After a lot of trial and error found that using our raw water pump (auto cut-off like the fresh pressure water system) and a 2 Gal accumulator feeding the pre-filters to watermaker eliminated all air problems that seemed to be more from cavitation than anything else.

The feed water is teed off the engine raw water intake, which is always under water.

We've made water offshore underway, power and sail, and at anchor. Even in our very silty bayous. Never in an industrial type area where there could be oil on the water. Oil and chlorine will quicly destroy the membrane. Of course the prefilters will load up a lot quicker in dirty water.

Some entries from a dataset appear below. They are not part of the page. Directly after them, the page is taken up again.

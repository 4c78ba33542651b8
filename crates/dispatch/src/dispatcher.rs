//! Action dispatcher.
//!
//! Runs one action end to end: payload validation, the idempotency guard,
//! provider resolution, bounded retries and the terminal write. The run is
//! moved onto its own task so a caller that goes away cannot cut an attempt
//! or its terminal write short.

use std::sync::Arc;
use std::time::Instant;

use serde_json::Value;
use thiserror::Error;
use tracing::{error, info, warn};
use uuid::Uuid;

use courier_core::domain::action::{ActionLog, ActionLogId, ActionPayload, ActionStatus, ActionType};
use courier_core::domain::idempotency::{CachedResponse, IdempotencyKey};
use courier_core::domain::tenant::Tenant;
use courier_core::errors::ErrorKind;
use courier_core::providers::{ProviderError, ProviderHandle, ProviderRegistry, ProviderResult};
use courier_core::state_machine::{last_failure, ActionStateMachine, NextStep, TransitionError};
use courier_db::repositories::{ActionLogRepository, RepositoryError};

use crate::guard::{
    ConflictReason, GuardDecision, GuardError, GuardRequest, IdempotencyGuard, Reservation,
};

#[derive(Clone, Debug)]
pub struct ActionRequest {
    pub tenant: Tenant,
    pub action_type: ActionType,
    pub idempotency_key: Option<IdempotencyKey>,
    pub method: String,
    pub path: String,
    pub body: Value,
    pub correlation_id: String,
}

impl ActionRequest {
    pub fn new(tenant: Tenant, action_type: ActionType, body: Value) -> Self {
        Self {
            tenant,
            action_type,
            idempotency_key: None,
            method: "POST".to_string(),
            path: format!("/v1/actions/{}", action_type.as_str()),
            body,
            correlation_id: Uuid::new_v4().to_string(),
        }
    }

    pub fn with_idempotency_key(mut self, key: IdempotencyKey) -> Self {
        self.idempotency_key = Some(key);
        self
    }

    pub fn with_route(mut self, method: impl Into<String>, path: impl Into<String>) -> Self {
        self.method = method.into();
        self.path = path.into();
        self
    }

    pub fn with_correlation_id(mut self, correlation_id: impl Into<String>) -> Self {
        self.correlation_id = correlation_id.into();
        self
    }
}

/// Terminal result of a dispatch, fresh or replayed.
#[derive(Clone, Debug, PartialEq)]
pub struct DispatchOutcome {
    pub action_id: ActionLogId,
    pub status: ActionStatus,
    pub attempts: u32,
    pub error_kind: Option<ErrorKind>,
    pub replayed: bool,
    pub response: CachedResponse,
}

#[derive(Debug, Error)]
pub enum DispatchError {
    #[error("invalid payload: {message}")]
    Validation { action_id: ActionLogId, message: String, response: CachedResponse },
    #[error(
        "idempotency key `{key}` was already used for a different request ({})",
        reason.as_str()
    )]
    Conflict { key: IdempotencyKey, reason: ConflictReason },
    #[error("idempotency key `{key}` is still being processed")]
    InProgress { key: IdempotencyKey, retry_after_ms: u64 },
    #[error(transparent)]
    Guard(#[from] GuardError),
    #[error(transparent)]
    Repository(#[from] RepositoryError),
    #[error(transparent)]
    Transition(#[from] TransitionError),
    #[error("internal dispatch error: {0}")]
    Internal(String),
}

impl DispatchError {
    pub fn kind(&self) -> ErrorKind {
        match self {
            Self::Validation { .. } => ErrorKind::Validation,
            Self::Conflict { .. } => ErrorKind::Conflict,
            Self::InProgress { .. } => ErrorKind::InProgress,
            Self::Guard(_) | Self::Repository(_) | Self::Transition(_) | Self::Internal(_) => {
                ErrorKind::Internal
            }
        }
    }
}

enum AttemptResult {
    Completed(Result<ProviderResult, ProviderError>),
    TimedOut,
    Crashed(String),
}

#[derive(Clone)]
pub struct ActionDispatcher {
    inner: Arc<DispatcherInner>,
}

struct DispatcherInner {
    registry: ProviderRegistry,
    guard: IdempotencyGuard,
    action_logs: Arc<dyn ActionLogRepository>,
    state_machine: ActionStateMachine,
}

impl ActionDispatcher {
    pub fn new(
        registry: ProviderRegistry,
        guard: IdempotencyGuard,
        action_logs: Arc<dyn ActionLogRepository>,
        state_machine: ActionStateMachine,
    ) -> Self {
        Self { inner: Arc::new(DispatcherInner { registry, guard, action_logs, state_machine }) }
    }

    pub fn registry(&self) -> &ProviderRegistry {
        &self.inner.registry
    }

    pub fn guard(&self) -> &IdempotencyGuard {
        &self.inner.guard
    }

    pub async fn dispatch(&self, request: ActionRequest) -> Result<DispatchOutcome, DispatchError> {
        let inner = Arc::clone(&self.inner);
        let correlation_id = request.correlation_id.clone();

        match tokio::spawn(async move { inner.process(request).await }).await {
            Ok(result) => result,
            Err(join_error) => {
                error!(
                    event_name = "dispatch.task.crashed",
                    correlation_id = %correlation_id,
                    error = %join_error,
                    "dispatch task terminated abnormally"
                );
                Err(DispatchError::Internal(join_error.to_string()))
            }
        }
    }
}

Speaking of prefilters, they can be simply cleaned and reused as long as they're in good shape. That is not collapsing. We changed the 20 micron once in the 2 years. We changed the 5's a few times because they're a bit harder to clean. We used the "string" type. Be sure NOT to use a paper filter.

Rick
Rick, welcome aboard always good to have new people posting.
That being said, there are some problems here. First watermakers should not be tied or teed off an engines raw water intake. Watermakers are very sensitive to flow restrictions. Most watermakers demand a lot more feed water than a small Pur 80. A raw water pump will rob even your watermaker of the proper flow it needs when the engine is running reducing the amount of your product. Pre-filters are another long subject altogether. Pre-filters do lose their filtering capabilities, most certainly a pre-filter that has been used for two years has long ago lost it's capabilities. Several spares are a necessity for long term cruising. You are right, one should never use paper filters. Nor should you use string filters either. They are very very restrictive to flow. Watermakers need proper flow. String filters are best left to your under the sink filtering devices. Proper pleated filters are the industry standard. A good pleated filter if cleaned in time, read gently rinsed, can last through about 6-9 rinses before it should be discarded. Pre-filters are NOT an area to be penny wise and pound foolish in. I am pretty confident that if you change out your feed to it's own thru hull and go back to pleated 20 micron filters your production will increase for the amps spent making water. It will also be easier on your Pur's motor and pump which will extend their life as well.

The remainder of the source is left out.